EXERCISE -> Word for word, return every record that follows.

[Collected data entries]
------------------------------
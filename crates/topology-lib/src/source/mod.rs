//! Telemetry sources
//!
//! This module defines the data-retrieval surface the inference pipeline
//! depends on, plus the concrete sources shipped with the crate:
//! raw `pkt-stats-cell-<id>.dat` capture directories, JSON snapshots and an
//! in-memory source. All series are index-aligned per capture session.

mod memory;
mod raw;
mod snapshot;

pub use memory::{MemorySource, MemorySourceBuilder};
pub use raw::{LossEncoding, RawCaptureSource, RAW_FILE_PREFIX};
pub use snapshot::{SnapshotCell, SnapshotSource};

use crate::error::SourceError;
use crate::models::CellId;
use serde::{Deserialize, Serialize};
use std::path::Path;

pub const SIGNAL_LOSS: &str = "loss";
pub const SIGNAL_TRANSMIT: &str = "transmit";
pub const SIGNAL_DU_THROUGHPUT: &str = "du_throughput";
pub const SIGNAL_RU_THROUGHPUT: &str = "ru_throughput";

/// Trait for telemetry source implementations
pub trait TelemetrySource: Send + Sync {
    /// Ordered list of cell identifiers, stable across calls
    fn list_cells(&self) -> Result<Vec<CellId>, SourceError>;

    /// Loss series normalized so its maximum (if any) is 1.0
    fn loss_series(&self, cell: &str) -> Result<Vec<f64>, SourceError>;

    /// Transmitted packets per time slot
    fn transmit_series(&self, cell: &str) -> Result<Vec<f64>, SourceError> {
        Err(SourceError::SignalUnavailable {
            cell: cell.to_string(),
            signal: SIGNAL_TRANSMIT,
        })
    }

    /// DU-side (before congestion) packets per time slot
    fn du_throughput_series(&self, cell: &str) -> Result<Vec<f64>, SourceError> {
        Err(SourceError::SignalUnavailable {
            cell: cell.to_string(),
            signal: SIGNAL_DU_THROUGHPUT,
        })
    }

    /// RU-side (delivered) packets per time slot
    fn ru_throughput_series(&self, cell: &str) -> Result<Vec<f64>, SourceError> {
        Err(SourceError::SignalUnavailable {
            cell: cell.to_string(),
            signal: SIGNAL_RU_THROUGHPUT,
        })
    }

    /// Short human-readable description used in exports
    fn describe(&self) -> String {
        "telemetry".to_string()
    }
}

/// Fetch a series, degrading any per-cell failure to an empty series
///
/// Per-cell data problems never abort a run; they are logged and the cell
/// keeps an empty series so downstream defaults apply.
pub(crate) fn series_or_empty(
    result: Result<Vec<f64>, SourceError>,
    cell: &str,
    signal: &'static str,
) -> Vec<f64> {
    match result {
        Ok(series) => series,
        Err(e) => {
            tracing::warn!(
                event = "series_unavailable",
                cell = %cell,
                signal = signal,
                error = %e,
                "Series unavailable, using empty series"
            );
            Vec::new()
        }
    }
}

/// Kind of on-disk telemetry source
#[derive(Debug, Clone, Copy, PartialEq, Eq, Default, Deserialize, Serialize)]
#[serde(rename_all = "lowercase")]
pub enum SourceKind {
    /// Directory of `pkt-stats-cell-<id>.dat` captures
    #[default]
    Raw,
    /// JSON snapshot file
    Snapshot,
}

/// Open a file-backed source of the given kind
pub fn open_source(
    kind: SourceKind,
    path: &Path,
    loss_encoding: LossEncoding,
) -> Result<Box<dyn TelemetrySource>, SourceError> {
    match kind {
        SourceKind::Raw => {
            tracing::info!(path = %path.display(), "Using raw capture directory source");
            Ok(Box::new(
                RawCaptureSource::open(path)?.with_loss_encoding(loss_encoding),
            ))
        }
        SourceKind::Snapshot => {
            tracing::info!(path = %path.display(), "Using JSON snapshot source");
            Ok(Box::new(SnapshotSource::load(path)?))
        }
    }
}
------------------------------
ANSWER SPACE ->
filename crates/topology-lib/src/source/mod.rs
//! Telemetry sources
//!
//! This module defines the data-retrieval surface the inference pipeline
//! depends on, plus the concrete sources shipped with the crate:
//! raw `pkt-stats-cell-<id>.dat` capture directories, JSON snapshots and an
//! in-memory source. All series are index-aligned per capture session.

mod memory;
mod raw;
mod snapshot;

pub use memory::{MemorySource, MemorySourceBuilder};
pub use raw::{LossEncoding, RawCaptureSource, RAW_FILE_PREFIX};
pub use snapshot::{SnapshotCell, SnapshotSource};

use crate::error::SourceError;
use crate::models::CellId;
use serde::{Deserialize, Serialize};
use std::path::Path;

pub const SIGNAL_LOSS: &str = "loss";
pub const SIGNAL_TRANSMIT: &str = "transmit";
pub const SIGNAL_DU_THROUGHPUT: &str = "du_throughput";
pub const SIGNAL_RU_THROUGHPUT: &str = "ru_throughput";

/// Trait for telemetry source implementations
pub trait TelemetrySource: Send + Sync {
    /// Ordered list of cell identifiers, stable across calls
    fn list_cells(&self) -> Result<Vec<CellId>, SourceError>;

    /// Loss series normalized so its maximum (if any) is 1.0
    fn loss_series(&self, cell: &str) -> Result<Vec<f64>, SourceError>;

    /// Transmitted packets per time slot
    fn transmit_series(&self, cell: &str) -> Result<Vec<f64>, SourceError> {
        Err(SourceError::SignalUnavailable {
            cell: cell.to_string(),
            signal: SIGNAL_TRANSMIT,
        })
    }

    /// DU-side (before congestion) packets per time slot
    fn du_throughput_series(&self, cell: &str) -> Result<Vec<f64>, SourceError> {
        Err(SourceError::SignalUnavailable {
            cell: cell.to_string(),
            signal: SIGNAL_DU_THROUGHPUT,
        })
    }

    /// RU-side (delivered) packets per time slot
    fn ru_throughput_series(&self, cell: &str) -> Result<Vec<f64>, SourceError> {
        Err(SourceError::SignalUnavailable {
            cell: cell.to_string(),
            signal: SIGNAL_RU_THROUGHPUT,
        })
    }

    /// Short human-readable description used in exports
    fn describe(&self) -> String {
        "telemetry".to_string()
    }
}

/// Fetch a series, degrading any per-cell failure to an empty series
///
/// Per-cell data problems never abort a run; they are logged and the cell
/// keeps an empty series so downstream defaults apply.
pub(crate) fn series_or_empty(
    result: Result<Vec<f64>, SourceError>,
    cell: &str,
    signal: &'static str,
) -> Vec<f64> {
    match result {
        Ok(series) => series,
        Err(e) => {
            tracing::warn!(
                event = "series_unavailable",
                cell = %cell,
                signal = signal,
                error = %e,
                "Series unavailable, using empty series"
            );
            Vec::new()
        }
    }
}

/// Kind of on-disk telemetry source
#[derive(Debug, Clone, Copy, PartialEq, Eq, Default, Deserialize, Serialize)]
#[serde(rename_all = "lowercase")]
pub enum SourceKind {
    /// Directory of `pkt-stats-cell-<id>.dat` captures
    #[default]
    Raw,
    /// JSON snapshot file
    Snapshot,
}

/// Open a file-backed source of the given kind
pub fn open_source(
    kind: SourceKind,
    path: &Path,
    loss_encoding: LossEncoding,
) -> Result<Box<dyn TelemetrySource>, SourceError> {
    match kind {
        SourceKind::Raw => {
            tracing::info!(path = %path.display(), "Using raw capture directory source");
            Ok(Box::new(
                RawCaptureSource::open(path)?.with_loss_encoding(loss_encoding),
            ))
        }
        SourceKind::Snapshot => {
            tracing::info!(path = %path.display(), "Using JSON snapshot source");
            Ok(Box::new(SnapshotSource::load(path)?))
        }
    }
}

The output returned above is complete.